I pulled it open gingerly, not sure what artifacts I’d discover, but it was empty. I let out the breath I’d been holding, set my gear inside, and closed the door again.
Mike had done the same. “I think I heard Siddons was driving one of the Porsches—but he was paying to drive it.”
I was surprised. I didn’t know Jim Siddons’ history, but he’d struck me as a thoughtful, intelligent, experienced driver—someone temporarily between paying teams, not permanently so. “Did he ever have a long-term gig with an ALMS team?”

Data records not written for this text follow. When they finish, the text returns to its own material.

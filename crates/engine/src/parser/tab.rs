use crate::entry::{Entry, Event, Status};
use crate::parser::format::DateFormat;
use crate::parser::traits::*;
use crate::parser::{FIELD_COUNT, MAX_LINE_SIZE};

/// Parser for the tab-separated activity layout:
/// `ip \t name \t timestamp \t event[ task] \t status`.
#[derive(Debug, Clone, Default)]
pub struct TabLineParser {
    format: DateFormat,
}

impl TabLineParser {
    pub fn new(format: DateFormat) -> Self {
        Self { format }
    }

    pub fn date_format(&self) -> &DateFormat {
        &self.format
    }

    pub fn parse_str(&self, line: &str) -> Result<Entry, ParseError> {
        self.parse(line.as_bytes())
    }
}

impl EntryParser for TabLineParser {
    fn parse(&self, raw: &[u8]) -> Result<Entry, ParseError> {
        if raw.len() > MAX_LINE_SIZE {
            return Err(ParseError::LineTooLarge(raw.len(), MAX_LINE_SIZE));
        }

        let text = std::str::from_utf8(raw).map_err(|_| ParseError::NonUtf8)?;
        let text = text.trim_end_matches(['\r', '\n']);

        let fields: Vec<&str> = text.split('\t').collect();
        if fields.len() != FIELD_COUNT {
            return Err(ParseError::FieldCount(fields.len()));
        }

        let timestamp = self.format.parse(fields[2]).map_err(|e| ParseError::InvalidTimestamp {
            value: fields[2].to_string(),
            reason: e.to_string(),
        })?;

        let (event, task_number) = parse_event_field(fields[3])?;

        let status: Status = fields[4]
            .parse()
            .map_err(|_| ParseError::InvalidStatus(fields[4].to_string()))?;

        Ok(Entry::new(fields[0], fields[1], timestamp, event, task_number, status))
    }
}

/// Split `SOLVE_TASK 5` / `DONE_TASK 5` into event and task number.
///
/// Only a task event followed by a space is split, and only the token after
/// the event is read as the number. Everything else must be a bare event
/// token, so `LOGIN 5` is an unknown event and a bare `SOLVE_TASK` carries
/// task number 0.
fn parse_event_field(field: &str) -> Result<(Event, u32), ParseError> {
    if let Some((head, tail)) = field.split_once(' ') {
        if head == Event::SolveTask.as_str() || head == Event::DoneTask.as_str() {
            let event: Event = head
                .parse()
                .map_err(|_| ParseError::InvalidEvent(field.to_string()))?;
            let token = tail.split(' ').next().unwrap_or_default();
            let task = token
                .parse::<u32>()
                .map_err(|_| ParseError::InvalidTaskNumber(token.to_string()))?;
            return Ok((event, task));
        }
    }

    let event: Event = field
        .parse()
        .map_err(|_| ParseError::InvalidEvent(field.to_string()))?;
    Ok((event, 0))
}
use std::collections::HashSet;
use std::fmt;

use chrono::NaiveDateTime;

use crate::entry::{Event, Status};
use crate::filter::Field;
use crate::parser::DateFormat;

/// Homogeneous result of a textual query.
///
/// The variant says which field the values came from, so callers can render
/// or compare them without guessing.
#[derive(Debug, Clone, PartialEq, Eq)]
pub enum QueryResult {
    Ips(HashSet<String>),
    Users(HashSet<String>),
    Dates(HashSet<NaiveDateTime>),
    Events(HashSet<Event>),
    Statuses(HashSet<Status>),
    /// Unrecognized query or field pair
    Empty,
}

impl QueryResult {
    /// Field the values were projected from; `None` for [`QueryResult::Empty`].
    pub fn field(&self) -> Option<Field> {
        match self {
            QueryResult::Ips(_) => Some(Field::Ip),
            QueryResult::Users(_) => Some(Field::User),
            QueryResult::Dates(_) => Some(Field::Date),
            QueryResult::Events(_) => Some(Field::Event),
            QueryResult::Statuses(_) => Some(Field::Status),
            QueryResult::Empty => None,
        }
    }

    pub fn kind(&self) -> &'static str {
        self.field().map_or("empty", |f| f.as_str())
    }

    pub fn len(&self) -> usize {
        match self {
            QueryResult::Ips(s) | QueryResult::Users(s) => s.len(),
            QueryResult::Dates(s) => s.len(),
            QueryResult::Events(s) => s.len(),
            QueryResult::Statuses(s) => s.len(),
            QueryResult::Empty => 0,
        }
    }

    pub fn is_empty(&self) -> bool {
        self.len() == 0
    }

    /// Values as display strings in natural order: strings lexically,
    /// dates chronologically, events and statuses by declaration order.
    pub fn render(&self, format: &DateFormat) -> Vec<String> {
        match self {
            QueryResult::Ips(s) | QueryResult::Users(s) => {
                let mut v: Vec<String> = s.iter().cloned().collect();
                v.sort();
                v
            }
            QueryResult::Dates(s) => {
                let mut v: Vec<&NaiveDateTime> = s.iter().collect();
                v.sort();
                v.into_iter().map(|ts| format.format(*ts)).collect()
            }
            QueryResult::Events(s) => sorted_tokens(s.iter().copied()),
            QueryResult::Statuses(s) => sorted_tokens(s.iter().copied()),
            QueryResult::Empty => Vec::new(),
        }
    }
}

fn sorted_tokens<T: Ord + fmt::Display>(items: impl Iterator<Item = T>) -> Vec<String> {
    let mut v: Vec<T> = items.collect();
    v.sort();
    v.iter().map(|t| t.to_string()).collect()
}

impl fmt::Display for QueryResult {
    fn fmt(&self, f: &mut fmt::Formatter<'_>) -> fmt::Result {
        write!(f, "[{}]", self.render(&DateFormat::default()).join(", "))
    }
}

#[cfg(test)]
mod tests {
    use super::*;

    #[test]
    fn test_display_is_sorted() {
        let r = QueryResult::Users(["Bob", "Alice", "Carol"].iter().map(|s| s.to_string()).collect());
        assert_eq!(r.to_string(), "[Alice, Bob, Carol]");
        assert_eq!(r.kind(), "user");
        assert_eq!(r.len(), 3);
    }

    #[test]
    fn test_dates_render_chronologically() {
        let fmt = DateFormat::default();
        let r = QueryResult::Dates(
            ["02.01.2020 00:00:00", "31.12.2019 23:59:59", "01.01.2020 12:00:00"]
                .iter()
                .map(|s| fmt.parse(s).unwrap())
                .collect(),
        );
        assert_eq!(
            r.render(&fmt),
            vec!["31.12.2019 23:59:59", "01.01.2020 12:00:00", "02.01.2020 00:00:00"]
        );
    }

    #[test]
    fn test_events_render_in_declaration_order() {
        let r = QueryResult::Events([Event::DoneTask, Event::Login].into_iter().collect());
        assert_eq!(r.to_string(), "[LOGIN, DONE_TASK]");
        assert_eq!(r.field(), Some(Field::Event));
    }

    #[test]
    fn test_empty() {
        let r = QueryResult::Empty;
        assert!(r.is_empty());
        assert_eq!(r.kind(), "empty");
        assert_eq!(r.field(), None);
        assert_eq!(r.to_string(), "[]");
    }
}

“Nope. He was always the guy hanging around for emergencies or when someone needed a third driver in the longer races. He was paid for a couple races each season. Until you came along, anyway.”
“Me?”
“Yeah, you.” Mike smiled. “You’ve got two drivers looking for a chance: one’s young, fresh, talented, and on the way up; one’s older, hasn’t ever broken through, and on the way down. Who do you pick?”
“I had no idea. He looked pissed just now.”

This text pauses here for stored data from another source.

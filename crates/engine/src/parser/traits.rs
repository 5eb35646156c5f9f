pub use super::model::{ParseError, SkipReason};
use crate::entry::Entry;

pub trait EntryParser: Send + Sync {
    /// parse one raw log line into an entry
    fn parse(&self, raw: &[u8]) -> Result<Entry, ParseError>;
}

We both saw Jack waving a long arm at us from pit lane.
Mike led the way. “Come on, let’s go.”
The pit space was crowded with supplies and people. Jack stood at the 29 car, parked behind ours, talking with Seth. Lars was gearing up to drive. Bruce, Walt, and Sam, our car chiefs and chief engineer sat on top of the pit box with Nadia, the ECU engineer. We walked forward, skirting the looped fuel hose and stepping over air hoses and tools.

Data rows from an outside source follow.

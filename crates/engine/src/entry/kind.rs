use std::fmt;
use std::str::FromStr;

use serde::{Deserialize, Serialize};
use thiserror::Error;

/// Token in a log line or query that names no known variant.
#[derive(Debug, Clone, PartialEq, Eq, Error)]
#[error("unknown {kind} token: {token:?}")]
pub struct UnknownToken {
    pub kind: &'static str,
    pub token: String,
}

/// What the user did.
#[derive(Debug, Clone, Copy, PartialEq, Eq, Hash, PartialOrd, Ord, Serialize, Deserialize)]
#[serde(rename_all = "SCREAMING_SNAKE_CASE")]
pub enum Event {
    /// User logged in
    Login,
    /// User downloaded the plugin
    DownloadPlugin,
    /// User wrote a message
    WriteMessage,
    /// User attempted a task
    SolveTask,
    /// User completed a task
    DoneTask,
}

impl Event {
    pub const ALL: [Event; 5] = [
        Event::Login,
        Event::DownloadPlugin,
        Event::WriteMessage,
        Event::SolveTask,
        Event::DoneTask,
    ];

    pub fn as_str(&self) -> &'static str {
        match self {
            Event::Login => "LOGIN",
            Event::DownloadPlugin => "DOWNLOAD_PLUGIN",
            Event::WriteMessage => "WRITE_MESSAGE",
            Event::SolveTask => "SOLVE_TASK",
            Event::DoneTask => "DONE_TASK",
        }
    }

    /// Task events may carry a task number after a space.
    pub fn is_task(&self) -> bool {
        matches!(self, Event::SolveTask | Event::DoneTask)
    }
}

impl FromStr for Event {
    type Err = UnknownToken;

    fn from_str(s: &str) -> Result<Self, Self::Err> {
        Event::ALL
            .into_iter()
            .find(|e| e.as_str() == s)
            .ok_or_else(|| UnknownToken { kind: "event", token: s.to_string() })
    }
}

impl fmt::Display for Event {
    fn fmt(&self, f: &mut fmt::Formatter<'_>) -> fmt::Result {
        f.write_str(self.as_str())
    }
}

/// Outcome of an entry.
#[derive(Debug, Clone, Copy, PartialEq, Eq, Hash, PartialOrd, Ord, Serialize, Deserialize)]
#[serde(rename_all = "SCREAMING_SNAKE_CASE")]
pub enum Status {
    Ok,
    Failed,
    Error,
}

impl Status {
    pub const ALL: [Status; 3] = [Status::Ok, Status::Failed, Status::Error];

    pub fn as_str(&self) -> &'static str {
        match self {
            Status::Ok => "OK",
            Status::Failed => "FAILED",
            Status::Error => "ERROR",
        }
    }
}

impl FromStr for Status {
    type Err = UnknownToken;

    fn from_str(s: &str) -> Result<Self, Self::Err> {
        Status::ALL
            .into_iter()
            .find(|st| st.as_str() == s)
            .ok_or_else(|| UnknownToken { kind: "status", token: s.to_string() })
    }
}

impl fmt::Display for Status {
    fn fmt(&self, f: &mut fmt::Formatter<'_>) -> fmt::Result {
        f.write_str(self.as_str())
    }
}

Jack stopped me before I sat on the pit wall next to Mike. “May as well get ready, Kate.”
I returned to my locker. First, I secured my earplugs with pieces of green masking tape that covered each ear. Then I emptied my suit pockets into the locker, stuffed my gloves into them, and headed back with everything else in my arms. Jack finished with Seth and checked the time. “Fifteen minutes left. Kate, let’s have you get in and out a couple times to practice.”
“Sure.”
Mike held out his hands, and I set my helmet in them. I pulled the balaclava over my head, arranging the fire-retardant hood so the three openings left my mouth and eyes unencumbered. I slipped the HANS or Head And Neck Support device, which reduced how much my head could move in an impact, onto my shoulders, and then put my helmet on, fastening the chinstrap while Mike attached the HANS tethers to it. By now, fully suited up, I was blind in my peripheral vision because of my helmet, unable to turn my head without swiveling my entire body because of the HANS, and nearly deaf because of my earplugs. I was pumped. This was it!
Jack was holding the 28’s door open. He pointed in the car, then at himself. I pulled on my gloves, took one last breath, and stepped up to the car. Peered in. Someone had put my seat insert inside, ready for me. I took another deep breath. In and out of the car.
I grabbed the top bar of the rollcage and slid my right leg in the opening. Half-sitting on the ledge of the lower rollcage bar, I lifted my left foot and slid that leg in. I held the top bar with both hands and lowered my body into the seat, twisting my torso as my helmet cleared the doorframe to end up sitting squarely. Almost without thinking, I grabbed the steering wheel from its hook on the ceiling and snapped it into place. Doing so would be my major responsibility as I got in the car, in addition to making sure the shoulder belts sat on top of my HANS shoulder braces and putting the right-side lap belt into the hands of the driver’s assistant, the crew member allowed over the wall to help us make our driver change. He’d fasten my belts and connect cables to and from my helmet, partly because his light gloves made the job easier, but also because I couldn’t bend over or turn enough to see the connections.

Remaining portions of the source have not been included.